● **DIRECTIONS FOR THIS TASK**: Down to the last line, repeat the data below exactly.

___ EXCERPTED RECORDS

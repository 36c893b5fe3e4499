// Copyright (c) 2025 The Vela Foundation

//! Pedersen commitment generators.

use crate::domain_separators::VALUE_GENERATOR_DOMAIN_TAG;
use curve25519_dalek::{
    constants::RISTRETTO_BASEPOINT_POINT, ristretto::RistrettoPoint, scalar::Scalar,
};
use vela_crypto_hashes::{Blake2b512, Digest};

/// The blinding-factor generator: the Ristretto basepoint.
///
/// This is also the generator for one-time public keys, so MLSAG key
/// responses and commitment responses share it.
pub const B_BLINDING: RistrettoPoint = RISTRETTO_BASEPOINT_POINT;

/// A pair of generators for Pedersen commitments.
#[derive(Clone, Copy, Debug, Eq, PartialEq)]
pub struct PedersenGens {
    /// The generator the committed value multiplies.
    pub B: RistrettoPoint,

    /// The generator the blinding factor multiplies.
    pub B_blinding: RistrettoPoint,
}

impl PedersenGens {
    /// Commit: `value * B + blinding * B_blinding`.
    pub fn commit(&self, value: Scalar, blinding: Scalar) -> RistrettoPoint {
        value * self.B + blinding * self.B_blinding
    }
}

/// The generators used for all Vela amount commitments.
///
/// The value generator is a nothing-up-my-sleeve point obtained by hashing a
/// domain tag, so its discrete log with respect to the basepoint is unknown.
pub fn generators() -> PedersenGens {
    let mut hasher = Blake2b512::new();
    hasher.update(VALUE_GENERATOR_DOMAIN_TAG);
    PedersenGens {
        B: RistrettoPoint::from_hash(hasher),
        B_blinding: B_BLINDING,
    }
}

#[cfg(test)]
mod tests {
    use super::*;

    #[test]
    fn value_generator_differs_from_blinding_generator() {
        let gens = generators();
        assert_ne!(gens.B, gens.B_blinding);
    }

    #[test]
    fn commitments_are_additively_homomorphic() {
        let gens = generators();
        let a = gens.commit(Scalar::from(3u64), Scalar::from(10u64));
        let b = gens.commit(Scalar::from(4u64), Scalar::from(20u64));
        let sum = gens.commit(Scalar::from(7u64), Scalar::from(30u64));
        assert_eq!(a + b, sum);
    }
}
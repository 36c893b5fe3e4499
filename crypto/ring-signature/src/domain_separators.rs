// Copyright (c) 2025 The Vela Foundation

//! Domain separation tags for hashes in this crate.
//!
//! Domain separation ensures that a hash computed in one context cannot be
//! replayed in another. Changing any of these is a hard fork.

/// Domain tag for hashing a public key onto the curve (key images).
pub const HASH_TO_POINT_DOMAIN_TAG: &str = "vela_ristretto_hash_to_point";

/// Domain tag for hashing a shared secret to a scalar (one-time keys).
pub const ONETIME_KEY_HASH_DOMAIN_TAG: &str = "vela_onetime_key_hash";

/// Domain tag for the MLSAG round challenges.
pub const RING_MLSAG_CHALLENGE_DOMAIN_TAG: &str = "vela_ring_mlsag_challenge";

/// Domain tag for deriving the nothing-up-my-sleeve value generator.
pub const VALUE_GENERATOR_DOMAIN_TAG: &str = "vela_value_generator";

______

● **SOLUTION FOR THIS TASK**:
repository 36c893b5fe3e4499
// Copyright (c) 2025 The Vela Foundation

//! Pedersen commitment generators.

use crate::domain_separators::VALUE_GENERATOR_DOMAIN_TAG;
use curve25519_dalek::{
    constants::RISTRETTO_BASEPOINT_POINT, ristretto::RistrettoPoint, scalar::Scalar,
};
use vela_crypto_hashes::{Blake2b512, Digest};

/// The blinding-factor generator: the Ristretto basepoint.
///
/// This is also the generator for one-time public keys, so MLSAG key
/// responses and commitment responses share it.
pub const B_BLINDING: RistrettoPoint = RISTRETTO_BASEPOINT_POINT;

/// A pair of generators for Pedersen commitments.
#[derive(Clone, Copy, Debug, Eq, PartialEq)]
pub struct PedersenGens {
    /// The generator the committed value multiplies.
    pub B: RistrettoPoint,

    /// The generator the blinding factor multiplies.
    pub B_blinding: RistrettoPoint,
}

impl PedersenGens {
    /// Commit: `value * B + blinding * B_blinding`.
    pub fn commit(&self, value: Scalar, blinding: Scalar) -> RistrettoPoint {
        value * self.B + blinding * self.B_blinding
    }
}

/// The generators used for all Vela amount commitments.
///
/// The value generator is a nothing-up-my-sleeve point obtained by hashing a
/// domain tag, so its discrete log with respect to the basepoint is unknown.
pub fn generators() -> PedersenGens {
    let mut hasher = Blake2b512::new();
    hasher.update(VALUE_GENERATOR_DOMAIN_TAG);
    PedersenGens {
        B: RistrettoPoint::from_hash(hasher),
        B_blinding: B_BLINDING,
    }
}

#[cfg(test)]
mod tests {
    use super::*;

    #[test]
    fn value_generator_differs_from_blinding_generator() {
        let gens = generators();
        assert_ne!(gens.B, gens.B_blinding);
    }

    #[test]
    fn commitments_are_additively_homomorphic() {
        let gens = generators();
        let a = gens.commit(Scalar::from(3u64), Scalar::from(10u64));
        let b = gens.commit(Scalar::from(4u64), Scalar::from(20u64));
        let sum = gens.commit(Scalar::from(7u64), Scalar::from(30u64));
        assert_eq!(a + b, sum);
    }
}
repository 36c893b5fe3e4499
filename crypto/ring-signature/src/domain_separators.rs
// Copyright (c) 2025 The Vela Foundation

//! Domain separation tags for hashes in this crate.
//!
//! Domain separation ensures that a hash computed in one context cannot be
//! replayed in another. Changing any of these is a hard fork.

/// Domain tag for hashing a public key onto the curve (key images).
pub const HASH_TO_POINT_DOMAIN_TAG: &str = "vela_ristretto_hash_to_point";

/// Domain tag for hashing a shared secret to a scalar (one-time keys).
pub const ONETIME_KEY_HASH_DOMAIN_TAG: &str = "vela_onetime_key_hash";

/// Domain tag for the MLSAG round challenges.
pub const RING_MLSAG_CHALLENGE_DOMAIN_TAG: &str = "vela_ring_mlsag_challenge";

/// Domain tag for deriving the nothing-up-my-sleeve value generator.
pub const VALUE_GENERATOR_DOMAIN_TAG: &str = "vela_value_generator";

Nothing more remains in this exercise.